(Dataset Opens)

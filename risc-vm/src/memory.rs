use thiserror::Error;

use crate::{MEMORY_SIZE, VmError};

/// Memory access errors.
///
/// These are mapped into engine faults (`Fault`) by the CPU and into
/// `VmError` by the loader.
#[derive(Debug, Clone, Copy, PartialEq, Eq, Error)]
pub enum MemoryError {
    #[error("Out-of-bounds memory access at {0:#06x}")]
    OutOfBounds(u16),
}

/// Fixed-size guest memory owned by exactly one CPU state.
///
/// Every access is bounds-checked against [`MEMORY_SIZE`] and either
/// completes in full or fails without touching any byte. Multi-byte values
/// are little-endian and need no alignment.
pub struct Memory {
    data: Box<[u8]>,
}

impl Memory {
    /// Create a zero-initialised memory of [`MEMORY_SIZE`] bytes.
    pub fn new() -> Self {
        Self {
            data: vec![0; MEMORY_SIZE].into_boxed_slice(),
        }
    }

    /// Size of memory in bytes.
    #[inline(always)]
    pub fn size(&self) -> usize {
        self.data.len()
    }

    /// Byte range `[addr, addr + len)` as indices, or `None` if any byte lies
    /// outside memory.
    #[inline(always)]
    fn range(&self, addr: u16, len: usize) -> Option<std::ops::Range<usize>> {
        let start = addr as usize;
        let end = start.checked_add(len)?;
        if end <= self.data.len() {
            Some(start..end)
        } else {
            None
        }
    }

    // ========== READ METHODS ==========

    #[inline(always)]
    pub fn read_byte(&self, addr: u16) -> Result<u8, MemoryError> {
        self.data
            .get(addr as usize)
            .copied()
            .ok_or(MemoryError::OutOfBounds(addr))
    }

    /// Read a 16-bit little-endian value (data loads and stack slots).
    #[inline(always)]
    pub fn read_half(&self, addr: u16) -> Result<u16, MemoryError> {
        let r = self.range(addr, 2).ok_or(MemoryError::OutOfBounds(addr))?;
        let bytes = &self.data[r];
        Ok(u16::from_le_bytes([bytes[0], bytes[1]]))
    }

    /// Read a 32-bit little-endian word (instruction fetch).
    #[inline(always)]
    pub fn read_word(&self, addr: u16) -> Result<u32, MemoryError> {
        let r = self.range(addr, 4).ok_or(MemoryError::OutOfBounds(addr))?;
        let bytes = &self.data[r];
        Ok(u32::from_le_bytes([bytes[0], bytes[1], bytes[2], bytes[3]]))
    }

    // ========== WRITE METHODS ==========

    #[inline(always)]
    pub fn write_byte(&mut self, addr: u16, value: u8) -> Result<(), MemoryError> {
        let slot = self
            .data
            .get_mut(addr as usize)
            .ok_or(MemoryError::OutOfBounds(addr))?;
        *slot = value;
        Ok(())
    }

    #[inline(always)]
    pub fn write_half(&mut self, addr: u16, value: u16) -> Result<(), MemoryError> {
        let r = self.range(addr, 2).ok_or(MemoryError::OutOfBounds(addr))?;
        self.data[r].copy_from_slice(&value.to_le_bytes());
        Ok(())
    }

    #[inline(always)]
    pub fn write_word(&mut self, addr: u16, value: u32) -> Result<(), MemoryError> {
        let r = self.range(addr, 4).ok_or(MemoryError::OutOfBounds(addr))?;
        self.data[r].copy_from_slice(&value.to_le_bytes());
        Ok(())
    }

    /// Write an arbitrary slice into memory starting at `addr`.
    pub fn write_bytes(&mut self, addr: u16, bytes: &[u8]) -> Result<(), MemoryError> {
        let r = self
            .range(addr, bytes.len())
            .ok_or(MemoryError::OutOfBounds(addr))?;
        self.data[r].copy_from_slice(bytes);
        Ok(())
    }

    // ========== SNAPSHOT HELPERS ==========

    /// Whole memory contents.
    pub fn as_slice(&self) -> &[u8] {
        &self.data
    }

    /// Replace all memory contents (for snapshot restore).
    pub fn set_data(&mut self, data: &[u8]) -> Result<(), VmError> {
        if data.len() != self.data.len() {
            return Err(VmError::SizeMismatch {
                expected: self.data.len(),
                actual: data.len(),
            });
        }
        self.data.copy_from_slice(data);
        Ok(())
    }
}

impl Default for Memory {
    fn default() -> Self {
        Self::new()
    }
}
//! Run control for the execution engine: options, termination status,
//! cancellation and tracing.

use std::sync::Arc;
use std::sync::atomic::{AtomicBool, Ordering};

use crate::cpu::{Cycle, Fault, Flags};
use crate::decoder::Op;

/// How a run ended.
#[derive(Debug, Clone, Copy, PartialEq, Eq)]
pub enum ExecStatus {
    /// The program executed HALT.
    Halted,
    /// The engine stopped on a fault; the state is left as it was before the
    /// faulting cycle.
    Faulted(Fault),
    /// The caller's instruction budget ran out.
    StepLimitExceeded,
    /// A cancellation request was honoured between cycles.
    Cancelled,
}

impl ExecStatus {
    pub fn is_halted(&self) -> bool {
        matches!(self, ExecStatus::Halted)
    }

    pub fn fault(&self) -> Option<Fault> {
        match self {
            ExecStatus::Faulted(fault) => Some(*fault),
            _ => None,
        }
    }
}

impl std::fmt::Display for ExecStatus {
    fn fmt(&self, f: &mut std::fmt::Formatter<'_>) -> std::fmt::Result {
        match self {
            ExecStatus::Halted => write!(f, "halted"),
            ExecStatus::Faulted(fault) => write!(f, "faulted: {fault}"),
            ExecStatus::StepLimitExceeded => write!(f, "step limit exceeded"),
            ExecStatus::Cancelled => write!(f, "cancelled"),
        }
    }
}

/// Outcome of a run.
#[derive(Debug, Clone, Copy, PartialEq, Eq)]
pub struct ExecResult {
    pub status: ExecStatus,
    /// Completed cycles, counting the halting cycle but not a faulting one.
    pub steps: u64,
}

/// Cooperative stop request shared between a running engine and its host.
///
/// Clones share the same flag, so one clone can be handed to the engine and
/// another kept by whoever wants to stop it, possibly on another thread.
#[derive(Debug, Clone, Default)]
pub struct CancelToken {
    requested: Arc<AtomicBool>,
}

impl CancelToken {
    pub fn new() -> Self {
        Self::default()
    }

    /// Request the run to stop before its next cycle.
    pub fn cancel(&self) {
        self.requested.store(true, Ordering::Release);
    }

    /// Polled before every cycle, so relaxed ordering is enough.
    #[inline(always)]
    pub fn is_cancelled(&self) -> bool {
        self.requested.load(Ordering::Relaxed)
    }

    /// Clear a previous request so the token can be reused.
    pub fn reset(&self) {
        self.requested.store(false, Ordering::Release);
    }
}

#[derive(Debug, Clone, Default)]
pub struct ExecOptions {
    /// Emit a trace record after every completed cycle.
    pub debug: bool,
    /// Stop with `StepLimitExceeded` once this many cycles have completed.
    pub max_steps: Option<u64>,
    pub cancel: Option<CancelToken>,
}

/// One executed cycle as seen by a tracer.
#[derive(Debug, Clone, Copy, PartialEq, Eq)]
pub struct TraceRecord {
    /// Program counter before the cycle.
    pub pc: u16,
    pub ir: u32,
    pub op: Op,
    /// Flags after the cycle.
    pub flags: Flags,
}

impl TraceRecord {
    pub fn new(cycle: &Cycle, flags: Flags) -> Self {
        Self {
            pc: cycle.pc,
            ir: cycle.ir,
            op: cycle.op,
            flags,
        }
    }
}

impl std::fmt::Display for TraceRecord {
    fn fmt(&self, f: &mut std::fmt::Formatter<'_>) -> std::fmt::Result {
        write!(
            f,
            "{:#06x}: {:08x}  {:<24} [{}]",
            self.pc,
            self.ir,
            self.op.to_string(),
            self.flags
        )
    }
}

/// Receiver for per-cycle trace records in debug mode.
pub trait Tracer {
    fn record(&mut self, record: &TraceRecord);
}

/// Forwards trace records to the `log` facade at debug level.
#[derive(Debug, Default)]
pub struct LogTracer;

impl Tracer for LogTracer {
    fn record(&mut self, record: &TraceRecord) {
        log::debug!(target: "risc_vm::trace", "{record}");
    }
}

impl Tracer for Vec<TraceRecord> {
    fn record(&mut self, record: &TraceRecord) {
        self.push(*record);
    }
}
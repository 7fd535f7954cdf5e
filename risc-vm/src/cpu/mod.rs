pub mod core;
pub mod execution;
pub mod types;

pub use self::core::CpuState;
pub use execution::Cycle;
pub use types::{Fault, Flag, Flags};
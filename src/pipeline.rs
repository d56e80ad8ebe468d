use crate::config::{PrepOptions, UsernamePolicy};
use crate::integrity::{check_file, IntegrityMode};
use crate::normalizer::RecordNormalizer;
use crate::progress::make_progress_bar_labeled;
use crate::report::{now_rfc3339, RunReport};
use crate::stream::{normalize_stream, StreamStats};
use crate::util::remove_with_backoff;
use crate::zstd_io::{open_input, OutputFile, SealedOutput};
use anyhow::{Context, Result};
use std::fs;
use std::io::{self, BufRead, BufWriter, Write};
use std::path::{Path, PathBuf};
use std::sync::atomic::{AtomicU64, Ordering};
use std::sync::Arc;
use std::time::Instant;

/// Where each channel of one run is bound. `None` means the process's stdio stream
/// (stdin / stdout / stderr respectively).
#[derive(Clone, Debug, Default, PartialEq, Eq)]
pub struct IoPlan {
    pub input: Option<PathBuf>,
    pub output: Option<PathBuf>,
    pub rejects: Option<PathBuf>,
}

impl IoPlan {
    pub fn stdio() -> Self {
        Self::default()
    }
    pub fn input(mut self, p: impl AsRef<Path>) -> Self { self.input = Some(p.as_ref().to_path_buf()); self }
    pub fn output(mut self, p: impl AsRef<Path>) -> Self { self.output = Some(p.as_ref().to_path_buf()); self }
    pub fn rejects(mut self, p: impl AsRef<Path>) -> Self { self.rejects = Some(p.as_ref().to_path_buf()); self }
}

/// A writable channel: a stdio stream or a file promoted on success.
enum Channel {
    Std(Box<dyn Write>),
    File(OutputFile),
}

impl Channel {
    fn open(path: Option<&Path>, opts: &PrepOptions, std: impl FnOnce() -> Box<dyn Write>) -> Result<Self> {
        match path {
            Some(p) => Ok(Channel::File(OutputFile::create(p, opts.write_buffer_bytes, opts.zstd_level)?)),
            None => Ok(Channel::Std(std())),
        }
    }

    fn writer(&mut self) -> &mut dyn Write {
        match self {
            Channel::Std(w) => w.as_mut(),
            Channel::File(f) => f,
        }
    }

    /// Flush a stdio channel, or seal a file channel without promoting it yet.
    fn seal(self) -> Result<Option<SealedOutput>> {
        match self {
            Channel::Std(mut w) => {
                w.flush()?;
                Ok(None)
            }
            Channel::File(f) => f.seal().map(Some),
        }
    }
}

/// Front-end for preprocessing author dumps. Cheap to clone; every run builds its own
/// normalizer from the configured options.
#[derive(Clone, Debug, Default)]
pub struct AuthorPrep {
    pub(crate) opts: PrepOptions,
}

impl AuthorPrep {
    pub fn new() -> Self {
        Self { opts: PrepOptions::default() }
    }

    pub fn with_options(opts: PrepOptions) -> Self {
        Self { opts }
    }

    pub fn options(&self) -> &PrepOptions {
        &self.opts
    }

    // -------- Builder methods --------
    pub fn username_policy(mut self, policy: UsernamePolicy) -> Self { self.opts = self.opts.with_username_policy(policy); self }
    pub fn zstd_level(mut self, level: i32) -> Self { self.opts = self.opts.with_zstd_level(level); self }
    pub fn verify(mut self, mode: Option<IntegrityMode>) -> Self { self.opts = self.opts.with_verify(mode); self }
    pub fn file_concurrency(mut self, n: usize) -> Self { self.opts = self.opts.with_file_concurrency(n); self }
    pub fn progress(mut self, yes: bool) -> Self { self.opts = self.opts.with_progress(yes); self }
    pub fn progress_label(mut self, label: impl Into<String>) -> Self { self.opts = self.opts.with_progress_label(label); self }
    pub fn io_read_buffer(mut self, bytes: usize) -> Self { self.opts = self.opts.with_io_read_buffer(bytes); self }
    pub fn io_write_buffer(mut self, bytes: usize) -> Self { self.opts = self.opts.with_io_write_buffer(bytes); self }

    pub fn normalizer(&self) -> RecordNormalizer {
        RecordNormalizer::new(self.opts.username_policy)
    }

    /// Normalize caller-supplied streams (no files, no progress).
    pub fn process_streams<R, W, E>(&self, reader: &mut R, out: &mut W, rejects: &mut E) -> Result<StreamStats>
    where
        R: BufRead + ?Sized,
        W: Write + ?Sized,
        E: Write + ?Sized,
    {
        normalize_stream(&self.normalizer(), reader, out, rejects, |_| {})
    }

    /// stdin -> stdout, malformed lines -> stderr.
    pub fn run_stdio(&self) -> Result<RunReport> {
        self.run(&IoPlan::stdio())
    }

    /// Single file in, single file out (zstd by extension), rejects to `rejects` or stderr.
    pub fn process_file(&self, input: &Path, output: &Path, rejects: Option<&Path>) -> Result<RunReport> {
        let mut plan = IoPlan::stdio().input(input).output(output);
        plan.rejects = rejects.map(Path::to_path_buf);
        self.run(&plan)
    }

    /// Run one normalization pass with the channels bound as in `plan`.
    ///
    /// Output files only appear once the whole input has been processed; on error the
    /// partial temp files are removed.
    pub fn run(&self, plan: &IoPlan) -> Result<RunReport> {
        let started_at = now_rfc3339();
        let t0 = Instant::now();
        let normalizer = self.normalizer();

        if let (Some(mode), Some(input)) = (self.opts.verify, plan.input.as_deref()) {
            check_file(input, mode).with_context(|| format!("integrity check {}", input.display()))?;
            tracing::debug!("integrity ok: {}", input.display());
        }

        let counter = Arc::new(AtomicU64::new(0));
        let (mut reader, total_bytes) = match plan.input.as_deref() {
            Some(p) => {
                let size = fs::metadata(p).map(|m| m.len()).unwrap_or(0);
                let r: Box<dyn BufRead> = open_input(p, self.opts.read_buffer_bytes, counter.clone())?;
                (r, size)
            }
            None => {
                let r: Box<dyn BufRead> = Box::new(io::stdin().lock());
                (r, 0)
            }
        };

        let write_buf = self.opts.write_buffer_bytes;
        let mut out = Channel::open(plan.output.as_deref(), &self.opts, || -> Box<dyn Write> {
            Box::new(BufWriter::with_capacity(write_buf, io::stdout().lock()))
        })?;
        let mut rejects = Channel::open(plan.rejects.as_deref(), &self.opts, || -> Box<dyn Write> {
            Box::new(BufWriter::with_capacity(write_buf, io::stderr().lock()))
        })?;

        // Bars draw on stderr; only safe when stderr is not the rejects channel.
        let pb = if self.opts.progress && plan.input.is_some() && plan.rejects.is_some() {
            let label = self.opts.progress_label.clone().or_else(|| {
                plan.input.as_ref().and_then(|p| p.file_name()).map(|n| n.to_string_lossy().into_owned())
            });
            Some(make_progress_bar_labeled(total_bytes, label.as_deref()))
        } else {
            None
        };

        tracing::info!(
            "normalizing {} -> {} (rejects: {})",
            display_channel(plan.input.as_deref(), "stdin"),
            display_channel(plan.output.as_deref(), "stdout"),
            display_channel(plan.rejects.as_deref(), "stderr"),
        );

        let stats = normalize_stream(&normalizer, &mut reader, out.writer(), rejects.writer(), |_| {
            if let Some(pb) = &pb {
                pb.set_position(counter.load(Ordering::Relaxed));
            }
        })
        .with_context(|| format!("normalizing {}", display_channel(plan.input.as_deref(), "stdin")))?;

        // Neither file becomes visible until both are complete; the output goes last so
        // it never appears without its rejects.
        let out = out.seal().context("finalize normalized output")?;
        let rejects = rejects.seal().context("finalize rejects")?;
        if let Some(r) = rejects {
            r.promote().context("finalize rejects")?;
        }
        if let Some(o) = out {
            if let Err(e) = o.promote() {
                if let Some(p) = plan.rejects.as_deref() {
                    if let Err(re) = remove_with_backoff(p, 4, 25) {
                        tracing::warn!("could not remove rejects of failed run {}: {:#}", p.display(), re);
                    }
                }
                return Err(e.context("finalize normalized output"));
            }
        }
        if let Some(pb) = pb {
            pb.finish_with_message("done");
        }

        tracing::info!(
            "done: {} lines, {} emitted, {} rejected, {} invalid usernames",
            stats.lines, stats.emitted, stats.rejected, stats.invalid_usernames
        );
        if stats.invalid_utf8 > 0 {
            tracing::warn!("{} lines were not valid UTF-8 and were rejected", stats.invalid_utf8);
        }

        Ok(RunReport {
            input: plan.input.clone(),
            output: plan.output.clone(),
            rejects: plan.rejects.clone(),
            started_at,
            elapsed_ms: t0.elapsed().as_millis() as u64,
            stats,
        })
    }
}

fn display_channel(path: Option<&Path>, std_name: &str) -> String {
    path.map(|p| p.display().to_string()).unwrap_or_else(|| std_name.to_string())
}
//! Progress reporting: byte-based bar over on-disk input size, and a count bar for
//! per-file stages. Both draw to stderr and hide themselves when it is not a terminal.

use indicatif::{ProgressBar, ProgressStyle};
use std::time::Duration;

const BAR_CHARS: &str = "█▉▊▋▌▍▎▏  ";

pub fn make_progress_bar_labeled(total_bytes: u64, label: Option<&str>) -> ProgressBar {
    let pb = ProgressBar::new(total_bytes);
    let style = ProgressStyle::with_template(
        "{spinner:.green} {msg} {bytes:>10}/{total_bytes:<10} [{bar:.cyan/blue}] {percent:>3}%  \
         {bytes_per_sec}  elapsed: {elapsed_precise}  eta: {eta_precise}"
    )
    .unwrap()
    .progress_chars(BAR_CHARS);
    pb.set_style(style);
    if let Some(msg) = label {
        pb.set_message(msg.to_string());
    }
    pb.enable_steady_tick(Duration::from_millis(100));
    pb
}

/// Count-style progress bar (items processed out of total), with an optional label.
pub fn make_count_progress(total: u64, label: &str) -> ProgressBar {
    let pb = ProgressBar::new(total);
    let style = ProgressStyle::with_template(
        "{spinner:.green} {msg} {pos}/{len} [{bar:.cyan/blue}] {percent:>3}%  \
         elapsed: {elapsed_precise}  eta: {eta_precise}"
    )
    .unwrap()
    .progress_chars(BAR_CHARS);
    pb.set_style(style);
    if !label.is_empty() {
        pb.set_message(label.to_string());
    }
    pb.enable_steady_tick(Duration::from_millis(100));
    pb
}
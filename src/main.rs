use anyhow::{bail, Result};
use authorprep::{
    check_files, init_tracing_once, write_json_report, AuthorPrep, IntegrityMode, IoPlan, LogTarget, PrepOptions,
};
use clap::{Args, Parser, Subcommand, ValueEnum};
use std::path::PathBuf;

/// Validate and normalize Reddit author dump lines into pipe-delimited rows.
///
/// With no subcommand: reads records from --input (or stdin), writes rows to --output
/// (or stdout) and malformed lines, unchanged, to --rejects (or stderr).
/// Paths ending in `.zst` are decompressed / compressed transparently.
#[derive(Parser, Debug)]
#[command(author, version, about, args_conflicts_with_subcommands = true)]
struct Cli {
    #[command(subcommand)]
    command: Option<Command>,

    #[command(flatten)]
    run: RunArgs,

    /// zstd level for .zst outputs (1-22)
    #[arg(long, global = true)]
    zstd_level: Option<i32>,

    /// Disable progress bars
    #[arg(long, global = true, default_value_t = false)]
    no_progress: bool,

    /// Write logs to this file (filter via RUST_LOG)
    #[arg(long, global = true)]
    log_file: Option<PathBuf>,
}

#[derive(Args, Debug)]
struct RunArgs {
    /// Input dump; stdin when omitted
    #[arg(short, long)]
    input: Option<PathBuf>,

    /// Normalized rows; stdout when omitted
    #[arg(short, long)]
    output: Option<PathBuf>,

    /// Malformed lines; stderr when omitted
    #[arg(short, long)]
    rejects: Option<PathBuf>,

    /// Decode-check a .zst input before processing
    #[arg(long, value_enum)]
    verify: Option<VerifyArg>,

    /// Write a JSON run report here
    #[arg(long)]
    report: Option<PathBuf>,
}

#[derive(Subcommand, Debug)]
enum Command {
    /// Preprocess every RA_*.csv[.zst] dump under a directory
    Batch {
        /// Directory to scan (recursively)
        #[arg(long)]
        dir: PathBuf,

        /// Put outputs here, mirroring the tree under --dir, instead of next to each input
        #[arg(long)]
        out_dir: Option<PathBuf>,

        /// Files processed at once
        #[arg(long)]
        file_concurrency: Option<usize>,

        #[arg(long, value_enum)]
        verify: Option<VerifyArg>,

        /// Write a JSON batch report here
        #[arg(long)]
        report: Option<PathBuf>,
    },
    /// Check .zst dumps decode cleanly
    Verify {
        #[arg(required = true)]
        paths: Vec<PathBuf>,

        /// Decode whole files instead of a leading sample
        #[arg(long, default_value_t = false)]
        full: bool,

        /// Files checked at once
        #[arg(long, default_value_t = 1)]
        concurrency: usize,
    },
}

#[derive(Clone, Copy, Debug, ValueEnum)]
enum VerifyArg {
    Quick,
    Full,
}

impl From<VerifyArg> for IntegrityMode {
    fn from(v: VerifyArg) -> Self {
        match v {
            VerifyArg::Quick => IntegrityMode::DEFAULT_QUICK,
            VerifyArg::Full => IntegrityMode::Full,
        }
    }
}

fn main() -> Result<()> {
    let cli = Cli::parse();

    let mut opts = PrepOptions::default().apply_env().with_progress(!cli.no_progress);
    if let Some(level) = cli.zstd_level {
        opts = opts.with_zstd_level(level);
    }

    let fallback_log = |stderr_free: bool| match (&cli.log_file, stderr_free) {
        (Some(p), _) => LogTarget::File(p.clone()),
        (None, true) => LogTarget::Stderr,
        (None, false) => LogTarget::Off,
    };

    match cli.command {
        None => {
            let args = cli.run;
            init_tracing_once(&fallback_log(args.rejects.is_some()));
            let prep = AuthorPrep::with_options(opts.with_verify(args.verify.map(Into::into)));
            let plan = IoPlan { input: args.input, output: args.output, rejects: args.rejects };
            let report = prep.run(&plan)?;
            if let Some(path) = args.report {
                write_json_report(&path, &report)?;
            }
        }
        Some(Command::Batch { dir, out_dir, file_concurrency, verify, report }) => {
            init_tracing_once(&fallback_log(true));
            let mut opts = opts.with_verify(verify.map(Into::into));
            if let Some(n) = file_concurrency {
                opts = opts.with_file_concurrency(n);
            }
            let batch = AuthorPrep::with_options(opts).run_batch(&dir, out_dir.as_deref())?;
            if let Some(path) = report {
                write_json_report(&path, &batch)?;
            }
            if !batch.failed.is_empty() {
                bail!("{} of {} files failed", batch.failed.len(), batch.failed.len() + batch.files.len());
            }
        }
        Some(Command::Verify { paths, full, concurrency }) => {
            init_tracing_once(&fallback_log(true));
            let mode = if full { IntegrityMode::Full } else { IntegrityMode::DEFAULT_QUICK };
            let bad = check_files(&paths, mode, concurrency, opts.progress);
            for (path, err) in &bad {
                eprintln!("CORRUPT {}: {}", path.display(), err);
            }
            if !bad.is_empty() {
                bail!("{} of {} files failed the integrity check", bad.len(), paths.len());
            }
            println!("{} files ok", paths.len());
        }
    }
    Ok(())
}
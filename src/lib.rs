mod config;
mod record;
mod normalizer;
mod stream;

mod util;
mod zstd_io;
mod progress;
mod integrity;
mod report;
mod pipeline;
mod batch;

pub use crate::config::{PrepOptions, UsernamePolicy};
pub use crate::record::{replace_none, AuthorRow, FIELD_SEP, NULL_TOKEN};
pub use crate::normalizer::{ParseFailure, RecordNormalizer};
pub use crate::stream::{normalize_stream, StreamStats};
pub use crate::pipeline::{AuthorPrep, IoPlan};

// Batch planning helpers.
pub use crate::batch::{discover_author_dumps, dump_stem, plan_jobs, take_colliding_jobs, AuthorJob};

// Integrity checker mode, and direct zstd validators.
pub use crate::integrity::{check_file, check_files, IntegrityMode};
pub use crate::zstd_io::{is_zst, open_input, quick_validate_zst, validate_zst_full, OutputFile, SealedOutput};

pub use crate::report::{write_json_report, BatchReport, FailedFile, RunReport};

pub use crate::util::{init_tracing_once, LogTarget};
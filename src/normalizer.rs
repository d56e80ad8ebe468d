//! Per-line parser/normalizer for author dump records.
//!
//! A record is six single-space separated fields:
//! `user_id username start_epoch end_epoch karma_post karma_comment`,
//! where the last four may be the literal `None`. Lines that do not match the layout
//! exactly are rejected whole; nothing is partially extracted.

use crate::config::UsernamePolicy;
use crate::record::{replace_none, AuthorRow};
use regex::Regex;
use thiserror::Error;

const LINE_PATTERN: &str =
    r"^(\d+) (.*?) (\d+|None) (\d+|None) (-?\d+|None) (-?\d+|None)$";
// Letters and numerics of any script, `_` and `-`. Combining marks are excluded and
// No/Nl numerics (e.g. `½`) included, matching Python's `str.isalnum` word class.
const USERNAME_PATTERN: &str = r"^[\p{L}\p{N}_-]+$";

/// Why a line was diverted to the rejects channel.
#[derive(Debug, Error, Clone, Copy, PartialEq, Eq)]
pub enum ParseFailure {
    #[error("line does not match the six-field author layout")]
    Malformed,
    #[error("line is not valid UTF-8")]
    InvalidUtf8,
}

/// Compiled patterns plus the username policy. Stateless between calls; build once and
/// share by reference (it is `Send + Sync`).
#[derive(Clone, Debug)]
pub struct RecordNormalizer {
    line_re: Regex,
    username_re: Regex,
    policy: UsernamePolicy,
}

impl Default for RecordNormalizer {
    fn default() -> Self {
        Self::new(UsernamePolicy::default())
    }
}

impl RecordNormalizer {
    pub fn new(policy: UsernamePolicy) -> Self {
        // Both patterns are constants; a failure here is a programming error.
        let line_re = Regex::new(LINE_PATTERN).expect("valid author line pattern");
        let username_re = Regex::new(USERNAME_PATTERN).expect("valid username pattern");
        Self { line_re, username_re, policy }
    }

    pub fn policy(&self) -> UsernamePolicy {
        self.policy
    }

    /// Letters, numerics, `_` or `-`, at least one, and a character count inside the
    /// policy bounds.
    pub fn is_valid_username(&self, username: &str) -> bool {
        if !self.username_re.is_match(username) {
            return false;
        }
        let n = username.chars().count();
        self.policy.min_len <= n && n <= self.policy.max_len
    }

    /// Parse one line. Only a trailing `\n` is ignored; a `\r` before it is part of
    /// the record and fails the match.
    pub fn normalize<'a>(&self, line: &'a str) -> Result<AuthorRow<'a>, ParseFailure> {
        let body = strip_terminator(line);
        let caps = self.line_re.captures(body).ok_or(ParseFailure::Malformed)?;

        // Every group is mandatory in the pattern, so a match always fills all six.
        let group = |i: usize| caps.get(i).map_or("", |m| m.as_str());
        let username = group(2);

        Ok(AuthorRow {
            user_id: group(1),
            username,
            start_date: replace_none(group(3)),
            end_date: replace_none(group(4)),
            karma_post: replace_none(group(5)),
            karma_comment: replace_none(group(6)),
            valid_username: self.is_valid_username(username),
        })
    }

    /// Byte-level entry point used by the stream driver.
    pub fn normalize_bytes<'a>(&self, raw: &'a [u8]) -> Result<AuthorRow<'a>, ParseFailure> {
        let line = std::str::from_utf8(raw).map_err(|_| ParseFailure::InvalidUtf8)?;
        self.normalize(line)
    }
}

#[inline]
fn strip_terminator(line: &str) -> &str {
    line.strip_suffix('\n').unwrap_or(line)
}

(Dataset Closes)

*Task details*: Give the number of lines in the records that hold the word "Regex", with no other words.

*Solution for this exercise*: 5